### [Task prompt]
Below are some records; quote exactly the lines from the one that contains "#[derive(Clone, Default)]" through the one that contains "tokio::pin!(notified);", inclusive, and no others.

### [Records provided]
-- -- --

//! Delete confirmation countdown
//!
//! A destructive operation waits out a confirmation window before it runs.
//! The window ticks once per second and can be cut short by cancelling a
//! [`CancellationToken`], which moves the machine to [`CountdownState::Aborted`].
//!
//! ```text
//! Idle -> Confirming { remaining } -> Proceeding
//!                                  \-> Aborted
//! ```

use std::sync::Arc;
use std::sync::atomic::{AtomicBool, Ordering};
use std::time::Duration;

use tokio::sync::Notify;
use tracing::debug;

/// Cancellation signal shared between the countdown and an interrupt handler
#[derive(Clone, Default)]
pub struct CancellationToken {
    cancelled: Arc<AtomicBool>,
    notify: Arc<Notify>,
}

impl CancellationToken {
    /// Creates a new cancellation token
    #[must_use]
    pub fn new() -> Self {
        Self::default()
    }

    /// Cancels all operations using this token
    pub fn cancel(&self) {
        self.cancelled.store(true, Ordering::SeqCst);
        self.notify.notify_waiters();
    }

    /// Checks if the token has been cancelled
    #[must_use]
    pub fn is_cancelled(&self) -> bool {
        self.cancelled.load(Ordering::SeqCst)
    }

    /// Completes once the token is cancelled
    pub async fn cancelled(&self) {
        let notified = self.notify.notified();
        tokio::pin!(notified);
        // Register before checking the flag so a concurrent cancel is not missed
        notified.as_mut().enable();
        if self.is_cancelled() {
            return;
        }
        notified.await;
    }
}

impl std::fmt::Debug for CancellationToken {
    fn fmt(&self, f: &mut std::fmt::Formatter<'_>) -> std::fmt::Result {
        f.debug_struct("CancellationToken")
            .field("cancelled", &self.is_cancelled())
            .finish()
    }
}

/// State of a [`DeleteCountdown`]
#[derive(Debug, Clone, Copy, PartialEq, Eq, Default)]
pub enum CountdownState {
    /// Not started
    #[default]
    Idle,
    /// Waiting; `remaining` whole ticks are left
    Confirming {
        /// Ticks left before the operation proceeds
        remaining: u64,
    },
    /// The window expired; the operation runs
    Proceeding,
    /// The window was cancelled; nothing is done
    Aborted,
}

impl CountdownState {
    /// Returns true for `Proceeding` and `Aborted`
    #[must_use]
    pub const fn is_terminal(self) -> bool {
        matches!(self, Self::Proceeding | Self::Aborted)
    }
}

/// Cancellable confirmation window before a delete
#[derive(Debug, Clone)]
pub struct DeleteCountdown {
    seconds: u64,
    tick: Duration,
    state: CountdownState,
}

impl DeleteCountdown {
    /// Creates a countdown lasting `seconds` one-second ticks
    #[must_use]
    pub const fn new(seconds: u64) -> Self {
        Self {
            seconds,
            tick: Duration::from_secs(1),
            state: CountdownState::Idle,
        }
    }

    /// Overrides the tick length
    #[must_use]
    pub const fn with_tick(mut self, tick: Duration) -> Self {
        self.tick = tick;
        self
    }

    /// Number of ticks in the window
    #[must_use]
    pub const fn seconds(&self) -> u64 {
        self.seconds
    }

    /// Current state
    #[must_use]
    pub const fn state(&self) -> CountdownState {
        self.state
    }

    /// Runs the window to completion
    ///
    /// `on_state` sees every transition: `Confirming { remaining }` at the
    /// start of each tick (`seconds` down to `1`), then exactly one terminal
    /// state. A zero-length window proceeds immediately. A token cancelled
    /// before or during the window aborts it.
    pub async fn run<F>(&mut self, cancel: &CancellationToken, mut on_state: F) -> CountdownState
    where
        F: FnMut(CountdownState),
    {
        let mut remaining = self.seconds;
        let outcome = loop {
            if cancel.is_cancelled() {
                break CountdownState::Aborted;
            }
            if remaining == 0 {
                break CountdownState::Proceeding;
            }

            self.enter(CountdownState::Confirming { remaining }, &mut on_state);
            tokio::select! {
                () = tokio::time::sleep(self.tick) => remaining -= 1,
                () = cancel.cancelled() => {
                    debug!(remaining, "Delete countdown cancelled");
                    break CountdownState::Aborted;
                }
            }
        };

        self.enter(outcome, &mut on_state);
        outcome
    }

    fn enter<F: FnMut(CountdownState)>(&mut self, state: CountdownState, on_state: &mut F) {
        self.state = state;
        on_state(state);
    }
}
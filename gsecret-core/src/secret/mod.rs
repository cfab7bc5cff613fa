//! Secret storage and resolution
//!
//! This module provides the collaborators the engine orchestrates and the
//! engine itself:
//!
//! - [`RemoteSecretStore`] - authoritative remote service ([`GcpSecretManager`])
//! - [`CredentialStore`] - local namespaced storage ([`KeyringStore`])
//! - [`EncryptionCodec`] - password wrapping of values ([`PasswordCodec`])
//! - [`DeleteCountdown`] - cancellable confirmation window for deletes
//! - [`SecretEngine`] - alias resolution, dual writes, fallback reads and
//!   listing reconciliation

mod countdown;
mod crypto;
mod engine;
mod gcp;
mod keyring;
mod prompt;
mod remote;

pub use countdown::{CancellationToken, CountdownState, DeleteCountdown};
pub use crypto::{ENVELOPE_PREFIX, EncryptionCodec, KdfParams, PasswordCodec};
pub use engine::{
    AddOutcome, Decryption, Listing, ListingSource, RemoveOutcome, ResolvedSecret, SecretEngine,
    SecretSource,
};
pub use gcp::{ACCESS_TOKEN_ENV, GcpSecretManager, TokenSource};
pub use keyring::{
    CredentialStore, KeyringStore, MemoryCredentialStore, is_secret_tool_available,
    password_namespace, value_namespace,
};
pub use prompt::{DecryptionPrompt, FixedPassword, NoPrompt};
pub use remote::{CreateStatus, OfflineRemoteStore, RemoteResult, RemoteSecretStore};
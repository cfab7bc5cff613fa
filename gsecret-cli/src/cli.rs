//! CLI argument parsing types using `clap`.

use std::path::PathBuf;

use clap::{Parser, Subcommand, ValueEnum};
use clap_complete::Shell;

/// `gsecret` command-line interface for remote secrets with a local fallback
#[derive(Parser)]
#[command(name = "gsecret")]
#[command(author, version, about = "Store and fetch secrets in Google Secret Manager with a local fallback")]
#[command(propagate_version = true)]
pub struct Cli {
    /// Path to the configuration directory
    #[arg(short, long, global = true)]
    pub config: Option<PathBuf>,

    /// Increase output verbosity (-v, -vv, -vvv)
    #[arg(short, long, action = clap::ArgAction::Count, global = true)]
    pub verbose: u8,

    /// Suppress all output except errors and requested values
    #[arg(short, long, global = true)]
    pub quiet: bool,

    /// Do not contact the remote store; use local state only
    #[arg(long, global = true)]
    pub offline: bool,

    #[command(subcommand)]
    pub command: Commands,
}

/// Available CLI commands
#[derive(Subcommand)]
pub enum Commands {
    /// Set the remote project id
    #[command(about = "Set the project id used for all secret operations")]
    Setid {
        /// Project id (prompted when omitted)
        project_id: Option<String>,
    },

    /// Show the remote project id
    #[command(about = "Show the configured project id")]
    Getid,

    /// List secrets
    #[command(about = "List secrets with their numeric aliases")]
    List {
        /// Output format
        #[arg(short, long, default_value = "table", value_enum)]
        format: OutputFormat,
    },

    /// Add a secret
    #[command(about = "Add a new secret; the value is read from a hidden prompt or stdin")]
    Add {
        /// Secret id (prompted when omitted)
        id: Option<String>,

        /// Encrypt the value with a password before storing it
        #[arg(short, long)]
        protect: bool,
    },

    /// Get a secret
    #[command(about = "Show a secret by id or numeric alias, optionally at a version")]
    Get {
        /// `<ID_OR_INDEX>[@<VERSION>]`
        #[arg(value_name = "ID_OR_INDEX[@VERSION]")]
        secret: String,

        /// Print only the value
        #[arg(long)]
        raw: bool,

        /// Never ask for a decryption password
        #[arg(long)]
        no_prompt: bool,
    },

    /// Remove a secret
    #[command(about = "Delete a secret after a cancellable countdown")]
    Remove {
        /// Secret id or numeric alias (prompted when omitted)
        #[arg(value_name = "ID_OR_INDEX")]
        id: Option<String>,

        /// Countdown length in seconds (overrides the configured value)
        #[arg(long, value_name = "SECS")]
        countdown: Option<u64>,
    },

    /// Generate shell completions
    #[command(about = "Generate shell completion scripts")]
    Completions {
        /// Target shell
        #[arg(value_enum)]
        shell: Shell,
    },
}

/// Output format for listings
#[derive(Debug, Clone, Copy, Default, ValueEnum)]
pub enum OutputFormat {
    /// Human-readable table with aliases
    #[default]
    Table,
    /// JSON document
    Json,
}
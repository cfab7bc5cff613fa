//! Remote secret store interface
//!
//! The remote service is the source of truth whenever it is reachable. Its
//! methods never fail outright; they report [`RemoteResult::Unavailable`] and
//! the engine falls back to local state.

use async_trait::async_trait;

use crate::models::SecretVersion;

/// Outcome of a remote call
#[derive(Debug, Clone, PartialEq, Eq)]
pub enum RemoteResult<T> {
    /// The call succeeded and produced a value
    Found(T),
    /// The service answered and the resource does not exist
    NotFound,
    /// The service could not be reached or refused the request
    Unavailable(String),
}

impl<T> RemoteResult<T> {
    /// Returns true if the call produced a value
    #[must_use]
    pub const fn is_found(&self) -> bool {
        matches!(self, Self::Found(_))
    }

    /// Returns true if the service was unreachable
    #[must_use]
    pub const fn is_unavailable(&self) -> bool {
        matches!(self, Self::Unavailable(_))
    }

    /// Maps the found value
    pub fn map<U, F: FnOnce(T) -> U>(self, f: F) -> RemoteResult<U> {
        match self {
            Self::Found(value) => RemoteResult::Found(f(value)),
            Self::NotFound => RemoteResult::NotFound,
            Self::Unavailable(reason) => RemoteResult::Unavailable(reason),
        }
    }
}

/// What `create` found on the remote side
#[derive(Debug, Clone, Copy, PartialEq, Eq)]
pub enum CreateStatus {
    /// A new, empty container was created
    Created,
    /// The service refused because the identifier is already taken
    AlreadyExists,
}

/// Identifier-addressed, versioned remote secret service
#[async_trait]
pub trait RemoteSecretStore: Send + Sync {
    /// Short identifier used in logs
    fn store_id(&self) -> &'static str;

    /// Lists all secret identifiers in remote-defined order
    async fn list(&self) -> RemoteResult<Vec<String>>;

    /// Checks whether the identifier container exists
    async fn exists(&self, id: &str) -> RemoteResult<()>;

    /// Creates the identifier container without any version
    ///
    /// An identifier that is already taken must be reported as
    /// `Found(CreateStatus::AlreadyExists)`, never as `Unavailable`.
    async fn create(&self, id: &str) -> RemoteResult<CreateStatus>;

    /// Adds a new version holding `value`, returning the version handle
    async fn add_version(&self, id: &str, value: &str) -> RemoteResult<String>;

    /// Reads the payload of a version
    async fn access_version(&self, id: &str, version: &SecretVersion) -> RemoteResult<String>;

    /// Deletes the identifier and all of its versions
    async fn delete(&self, id: &str) -> RemoteResult<()>;
}

/// A remote store that is never reachable
///
/// Used for `--offline` operation; every call takes the local fallback path.
#[derive(Debug, Clone, Copy, Default)]
pub struct OfflineRemoteStore;

const OFFLINE: &str = "offline mode";

#[async_trait]
impl RemoteSecretStore for OfflineRemoteStore {
    fn store_id(&self) -> &'static str {
        "offline"
    }

    async fn list(&self) -> RemoteResult<Vec<String>> {
        RemoteResult::Unavailable(OFFLINE.into())
    }

    async fn exists(&self, _id: &str) -> RemoteResult<()> {
        RemoteResult::Unavailable(OFFLINE.into())
    }

    async fn create(&self, _id: &str) -> RemoteResult<CreateStatus> {
        RemoteResult::Unavailable(OFFLINE.into())
    }

    async fn add_version(&self, _id: &str, _value: &str) -> RemoteResult<String> {
        RemoteResult::Unavailable(OFFLINE.into())
    }

    async fn access_version(&self, _id: &str, _version: &SecretVersion) -> RemoteResult<String> {
        RemoteResult::Unavailable(OFFLINE.into())
    }

    async fn delete(&self, _id: &str) -> RemoteResult<()> {
        RemoteResult::Unavailable(OFFLINE.into())
    }
}
//! Configuration management for `gsecret`
//!
//! This module provides the `ConfigManager` for loading and saving
//! settings in TOML format.

mod manager;
pub mod settings;

pub use manager::{CONFIG_DIR_ENV, ConfigManager};
pub use settings::{
    AppSettings, DEFAULT_DELETE_COUNTDOWN_SECS, DEFAULT_REMOTE_ENDPOINT,
    DEFAULT_REMOTE_TIMEOUT_SECS, DeleteSettings, LogOutput, LoggingSettings, RemoteSettings,
};
//! Property-based tests for numeric alias resolution

use gsecret_core::cache::LocalIndex;
use proptest::prelude::*;

// Strategy for generating identifier lists, unique and non-empty
fn arb_ids() -> impl Strategy<Value = Vec<String>> {
    proptest::collection::btree_set("[a-z][a-z0-9_-]{0,23}", 1..20)
        .prop_map(|set| set.into_iter().collect())
}

proptest! {
    #[test]
    fn alias_round_trip(ids in arb_ids(), pick in any::<prop::sample::Index>()) {
        let index = LocalIndex::new(ids.clone());
        let k = pick.index(ids.len());
        let token = k.to_string();
        prop_assert_eq!(index.resolve(&token), ids[k].as_str());
    }

    #[test]
    fn out_of_range_index_is_literal(ids in arb_ids(), extra in 0usize..1000) {
        let index = LocalIndex::new(ids.clone());
        let token = (ids.len() + extra).to_string();
        prop_assert_eq!(index.resolve(&token), token.as_str());
    }

    #[test]
    fn non_numeric_token_is_literal(ids in arb_ids(), token in "[a-z@:_-][a-z0-9@:_ -]{0,30}") {
        let index = LocalIndex::new(ids);
        prop_assert_eq!(index.resolve(&token), token.as_str());
    }

    #[test]
    fn replace_then_resolve_matches_listing(old in arb_ids(), new in arb_ids()) {
        let mut index = LocalIndex::new(old);
        index.replace(new.clone());
        prop_assert_eq!(index.ids(), new.as_slice());
        for (k, id) in new.iter().enumerate() {
            let token = k.to_string();
            prop_assert_eq!(index.resolve(&token), id.as_str());
        }
    }
}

-- -- --

### [Response box]
#[derive(Clone, Default)]
pub struct CancellationToken {
    cancelled: Arc<AtomicBool>,
    notify: Arc<Notify>,
}

impl CancellationToken {
    /// Creates a new cancellation token
    #[must_use]
    pub fn new() -> Self {
        Self::default()
    }

    /// Cancels all operations using this token
    pub fn cancel(&self) {
        self.cancelled.store(true, Ordering::SeqCst);
        self.notify.notify_waiters();
    }

    /// Checks if the token has been cancelled
    #[must_use]
    pub fn is_cancelled(&self) -> bool {
        self.cancelled.load(Ordering::SeqCst)
    }

    /// Completes once the token is cancelled
    pub async fn cancelled(&self) {
        let notified = self.notify.notified();
        tokio::pin!(notified);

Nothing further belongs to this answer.